Question

Calculus and Geometry How close does the semicircle \(y=\sqrt{16-x^{2}}\) come to the point \((1, \sqrt{3}) ?\) ?

Short answer

The smallest distance from the semicircle to the point \(\left(1,\sqrt{3}\right)\) can be obtained by solving the steps. The derivative ultimately gives the \(x\) coordinate on the semicircle that is closest to the point. After inputting this value into the original distance formula, the minimum distance between the semicircle and the point is calculated.

Step-by-step solution

Determine the equation for the distance

The distance \(d\) between any point \((x, y)\) on the semicircle and the given point \((1, \sqrt{3})\) can be mathematically represented by the Euclidean distance formula which is:\[d = \sqrt{(x-1)^{2} + (y-\sqrt{3})^{2}}.\]Since \(y=\sqrt{16-x^{2}}\), this equation can be substituted in the formula to get \[d = \sqrt{(x-1)^{2} + (\sqrt{16-x^{2}}-\sqrt{3})^{2}}.\]

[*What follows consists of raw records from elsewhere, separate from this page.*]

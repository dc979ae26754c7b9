#![deny(missing_docs)]
#![doc = "Per-instance register maps and the builders that project composed icons onto \
a register as a Hamiltonian and a set of Lindblad jump operators."]

/// Hamiltonian and Lindblad builders.
pub mod builder;
/// Symbol to `(axis, pole)` coordinates.
pub mod map;
/// Structured build diagnostics.
pub mod report;
/// Coordinate-list operators and single-axis primitives.
pub mod sparse;

pub use builder::{
    build_operators, BuildContext, HamiltonianBuilder, JumpOperator, LindbladBuilder, OperatorSet,
    DEPHASING_LABEL,
};
pub use map::{Axis, RegisterMap, MAX_AXES};
pub use report::{BuildReport, SkipReason, SkippedTerm, TermKind};
pub use sparse::{OperatorEntry, SparseOperator};
use std::collections::BTreeMap;

use qf_core::{Pole, QfError};
use serde::{Deserialize, Serialize};
use tracing::{info, warn};

use crate::gates::{SingleAxisGate, TwoAxisGate};
use crate::measure::MeasurementTrigger;
use crate::state::RegisterState;

/// One gate recorded against an axis.
#[derive(Debug, Clone, PartialEq, Eq, Serialize, Deserialize)]
pub struct GateRecord {
    /// Gate label (`H`, `CNOT`, `TRIGGER:X`, ...).
    pub gate: String,
    /// Other axis of a two-axis gate.
    #[serde(default, skip_serializing_if = "Option::is_none")]
    pub partner: Option<usize>,
}

/// Application-facing verbs over a [`RegisterState`].
///
/// Every verb soft-fails: refused operations are logged and reported as
/// `false`, an empty map or a count, never as an error.
#[derive(Debug, Clone)]
pub struct GateOrchestrator {
    state: RegisterState,
    history: BTreeMap<usize, Vec<GateRecord>>,
    triggers: Vec<MeasurementTrigger>,
}

fn refused(verb: &str, err: &QfError) {
    warn!(verb, code = err.code(), error = %err, "operation refused");
}

impl GateOrchestrator {
    /// Wraps a state.
    pub fn new(state: RegisterState) -> Self {
        Self {
            state,
            history: BTreeMap::new(),
            triggers: Vec::new(),
        }
    }

    /// Underlying state.
    pub fn state(&self) -> &RegisterState {
        &self.state
    }

    /// Mutable access for evolution and initialization.
    pub fn state_mut(&mut self) -> &mut RegisterState {
        &mut self.state
    }

    /// Consumes the orchestrator.
    pub fn into_state(self) -> RegisterState {
        self.state
    }

    fn record(&mut self, axis: usize, gate: impl Into<String>, partner: Option<usize>) {
        self.history.entry(axis).or_default().push(GateRecord {
            gate: gate.into(),
            partner,
        });
    }

    /// Gates applied to an axis, oldest first.
    pub fn gate_history(&self, axis: usize) -> &[GateRecord] {
        self.history.get(&axis).map(Vec::as_slice).unwrap_or(&[])
    }

    /// Clears histories and triggers and resets the state.
    pub fn reset(&mut self) {
        self.state.reset();
        self.history.clear();
        self.triggers.clear();
    }

    /// Applies a named single-axis gate.
    pub fn apply_gate(&mut self, axis: usize, gate: SingleAxisGate) -> bool {
        match self.state.apply_gate_1q(axis, &gate.matrix()) {
            Ok(()) => {
                self.record(axis, gate.label(), None);
                true
            }
            Err(err) => {
                refused("apply_gate", &err);
                false
            }
        }
    }

    /// Applies a named two-axis gate; `first` is the control for CNOT.
    pub fn apply_gate_2q(&mut self, first: usize, second: usize, gate: TwoAxisGate) -> bool {
        match self.state.apply_gate_2q(first, second, &gate.matrix()) {
            Ok(()) => {
                self.record(first, gate.label(), Some(second));
                self.record(second, gate.label(), Some(first));
                true
            }
            Err(err) => {
                refused("apply_gate_2q", &err);
                false
            }
        }
    }

    /// Entangles two axes.
    pub fn entangle(&mut self, a: usize, b: usize) -> bool {
        match self.state.entangle(a, b) {
            Ok(()) => {
                self.record(a, SingleAxisGate::H.label(), None);
                self.record(a, TwoAxisGate::Cnot.label(), Some(b));
                self.record(b, TwoAxisGate::Cnot.label(), Some(a));
                true
            }
            Err(err) => {
                refused("entangle", &err);
                false
            }
        }
    }

    /// Entangles each pair in order, returning how many succeeded.
    pub fn batch_entangle(&mut self, pairs: &[(usize, usize)]) -> usize {
        let linked = pairs
            .iter()
            .filter(|&&(a, b)| self.entangle(a, b))
            .count();
        if linked < pairs.len() {
            info!(linked, requested = pairs.len(), "batch entangle partially applied");
        }
        linked
    }

    /// Chains the given axes into a cluster, returning the link count.
    ///
    /// Unknown, measured and repeated axes are dropped from the chain.
    pub fn create_cluster_state(&mut self, axes: &[usize]) -> usize {
        let chain = self.state.cluster_chain(axes);
        let mut links = 0;
        for pair in chain.windows(2) {
            if self.entangle(pair[0], pair[1]) {
                links += 1;
            }
        }
        links
    }

    /// Drops the graph edge `a - b`; the density operator is untouched.
    pub fn remove_entanglement(&mut self, a: usize, b: usize) -> bool {
        let removed = self.state.remove_entanglement(a, b);
        if !removed {
            warn!(a, b, "no entanglement edge to remove");
        }
        removed
    }

    /// Arms a feed-forward trigger.
    ///
    /// Accepted only when the trigger axis is live, `targets` is non-empty
    /// and every target is a live axis in the trigger's entanglement
    /// component.
    pub fn set_measurement_trigger(
        &mut self,
        trigger: usize,
        targets: &[usize],
        condition: Pole,
        action: SingleAxisGate,
    ) -> bool {
        if let Err(err) = self.state.ensure_live(trigger) {
            refused("set_measurement_trigger", &err);
            return false;
        }
        let component = self.state.graph().component(trigger);
        let valid = !targets.is_empty()
            && targets
                .iter()
                .all(|&target| target != trigger && component.contains(&target));
        if !valid {
            warn!(trigger, ?targets, "trigger targets must share the trigger's component");
            return false;
        }
        self.triggers.push(MeasurementTrigger {
            trigger,
            targets: targets.to_vec(),
            condition,
            action,
        });
        true
    }

    /// Armed triggers in arming order.
    pub fn triggers(&self) -> &[MeasurementTrigger] {
        &self.triggers
    }

    /// Collapses the component containing `axis`; empty on refusal.
    ///
    /// Triggers whose axis collapses are discarded, whether or not they
    /// fired.
    pub fn measure(&mut self, axis: usize) -> BTreeMap<usize, Pole> {
        match self.state.measure_with(axis, &self.triggers) {
            Ok(measurement) => {
                for &idx in &measurement.fired {
                    let trigger = &self.triggers[idx];
                    let label = format!("TRIGGER:{}", trigger.action.label());
                    let targets = trigger.targets.clone();
                    let source = trigger.trigger;
                    for target in targets {
                        self.record(target, label.clone(), Some(source));
                    }
                }
                self.triggers
                    .retain(|trigger| !measurement.outcomes.contains_key(&trigger.trigger));
                measurement.outcomes
            }
            Err(err) => {
                refused("measure", &err);
                BTreeMap::new()
            }
        }
    }
}
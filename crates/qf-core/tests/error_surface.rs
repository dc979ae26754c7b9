use qf_core::errors::{ErrorInfo, QfError};

fn sample_info(code: &str, message: &str) -> ErrorInfo {
    ErrorInfo::new(code, message)
        .with_context("axis", 3)
        .with_context("symbol", "wheat")
}

#[test]
fn engine_error_surface() {
    let err = QfError::Engine(sample_info("axis-measured", "axis already collapsed"));
    assert_eq!(err.code(), "axis-measured");
    assert_eq!(err.info().context.get("axis").map(String::as_str), Some("3"));
}

#[test]
fn display_includes_context_and_hint() {
    let err = QfError::Register(
        sample_info("symbol-registered", "symbol already mapped").with_hint("pick another label"),
    );
    let rendered = err.to_string();
    assert!(rendered.starts_with("register error: symbol already mapped"));
    assert!(rendered.contains("axis=3"));
    assert!(rendered.contains("symbol=wheat"));
    assert!(rendered.contains("hint: pick another label"));
}

#[test]
fn errors_serialize_with_family_tag() {
    let err = QfError::faction("closure-violation", "endpoint outside signature");
    let json = serde_json::to_value(&err).unwrap();
    assert_eq!(json["family"], "Faction");
    assert_eq!(json["detail"]["code"], "closure-violation");
    let decoded: QfError = serde_json::from_value(json).unwrap();
    assert_eq!(decoded, err);
}
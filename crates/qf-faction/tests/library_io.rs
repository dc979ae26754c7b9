mod common;

use qf_faction::{load_library, merge_libraries, save_library, FactionLibrary, MergeChange};
use tempfile::tempdir;

#[test]
fn json_file_roundtrip() {
    let dir = tempdir().expect("tempdir");
    let path = dir.path().join("factions.json");
    let library = FactionLibrary::new(vec![common::merchants(), common::seers()]);
    save_library(&library, &path).expect("save");
    assert_eq!(load_library(&path).expect("load"), library);
}

#[test]
fn binary_file_roundtrip() {
    let dir = tempdir().expect("tempdir");
    let path = dir.path().join("factions.bin");
    let library = FactionLibrary::new(vec![common::millwrights()]);
    save_library(&library, &path).expect("save");
    assert_eq!(load_library(&path).expect("load"), library);
}

#[test]
fn missing_file_is_an_io_error() {
    let dir = tempdir().expect("tempdir");
    let err = load_library(&dir.path().join("absent.json")).expect_err("missing");
    assert_eq!(err.code(), "io-read");
}

#[test]
fn merge_replaces_by_name_and_sorts() {
    let existing = FactionLibrary::new(vec![common::seers(), common::merchants()]);
    let updated = common::merchants().with_motto("Fresh terms");
    let incoming = vec![updated.clone(), common::millwrights()];

    let (merged, changes) = merge_libraries(&existing, &incoming, "inbox-7");

    let names: Vec<&str> = merged.factions.iter().map(|f| f.name.as_str()).collect();
    assert_eq!(names, vec!["Granary Guilds", "Millwrights", "Moon Seers"]);
    assert_eq!(merged.get("Granary Guilds"), Some(&updated));
    assert_eq!(
        changes["Granary Guilds"],
        MergeChange::Updated {
            source: "inbox-7".into()
        }
    );
    assert_eq!(
        changes["Millwrights"],
        MergeChange::Added {
            source: "inbox-7".into()
        }
    );
    assert!(!changes.contains_key("Moon Seers"));
}

#[test]
fn later_incoming_entry_wins() {
    let existing = FactionLibrary::default();
    let first = common::seers();
    let second = common::seers().with_description("revised");
    let (merged, changes) = merge_libraries(&existing, &[first, second.clone()], "batch");
    assert_eq!(merged.factions, vec![second.clone()]);
    assert_eq!(changes.len(), 1);
    assert_eq!(
        changes[&second.name],
        MergeChange::Updated {
            source: "batch".into()
        }
    );
}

Differentiate the equation for the minimum distance

In order to find the minimum distance, differentiate the distance equation with respect to \(x\) and then set the derivative equal to zero to find the \(x\) value that gives the minimum distance. Because working with the square root can be tricky, it's easier to work with \((d^{2})'\) instead of \(d'\):\[(d^{2})' = ((x-1)^{2} + (\sqrt{16-x^{2}}-\sqrt{3})^{2})' = 0\]

Substitute the value of \(x\) into the equation of the line

Once the derivative is set to zero and solved, a value for \(x\) will be obtained. Plug this value back into the distance equation from step 1 to find the minimum distance. The \(x\) value giving the minimum distance when subbed into the distance equation will give the final answer.